* [Exercise instructions]: Each line that includes the word "override" should be copied from the records.

________________________

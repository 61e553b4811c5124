use std::path::PathBuf;

use clap::{Parser, Subcommand};

/// Marquee: widget dashboard host with persisted, synchronized state.
#[derive(Parser, Debug)]
#[command(name = "marquee", version, about)]
pub struct Args {
    /// Config file path override.
    #[arg(long)]
    pub config: Option<PathBuf>,

    /// Log level override (trace, debug, info, warn, error).
    #[arg(long)]
    pub log_level: Option<String>,

    #[command(subcommand)]
    pub command: Command,
}

#[derive(Subcommand, Debug)]
pub enum Command {
    /// Run the host; browser tabs connect over WebSocket as webviews.
    Serve {
        /// Address to listen on, overriding `[server] bind`.
        #[arg(long)]
        bind: Option<String>,

        /// Keep state in memory only.
        #[arg(long)]
        ephemeral: bool,
    },
    /// Print the persisted snapshot of every namespace.
    Recover,
    /// List modes and the widgets each one enables.
    Modes,
    /// Delete all persisted widget state.
    Reset,
    /// Print the effective configuration as JSON.
    Config {
        /// Also write it back to the config file, filling in every default.
        #[arg(long)]
        write: bool,
    },
}

pub fn parse() -> Args {
    Args::parse()
}

#[cfg(test)]
mod tests {
    use super::*;

    #[test]
    fn serve_flags_parse() {
        let args = Args::parse_from(["marquee", "--log-level", "debug", "serve", "--bind", "0.0.0.0:9000"]);
        assert_eq!(args.log_level.as_deref(), Some("debug"));
        match args.command {
            Command::Serve { bind, ephemeral } => {
                assert_eq!(bind.as_deref(), Some("0.0.0.0:9000"));
                assert!(!ephemeral);
            }
            other => panic!("unexpected command: {other:?}"),
        }
    }

    #[test]
    fn config_write_flag_parses() {
        let args = Args::parse_from(["marquee", "--config", "/tmp/marquee.toml", "config", "--write"]);
        assert_eq!(args.config, Some(PathBuf::from("/tmp/marquee.toml")));
        assert!(matches!(args.command, Command::Config { write: true }));
    }

    #[test]
    fn subcommand_is_required() {
        assert!(Args::try_parse_from(["marquee"]).is_err());
    }
}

________________________

* [Task response]:
    /// Config file path override.
    /// Log level override (trace, debug, info, warn, error).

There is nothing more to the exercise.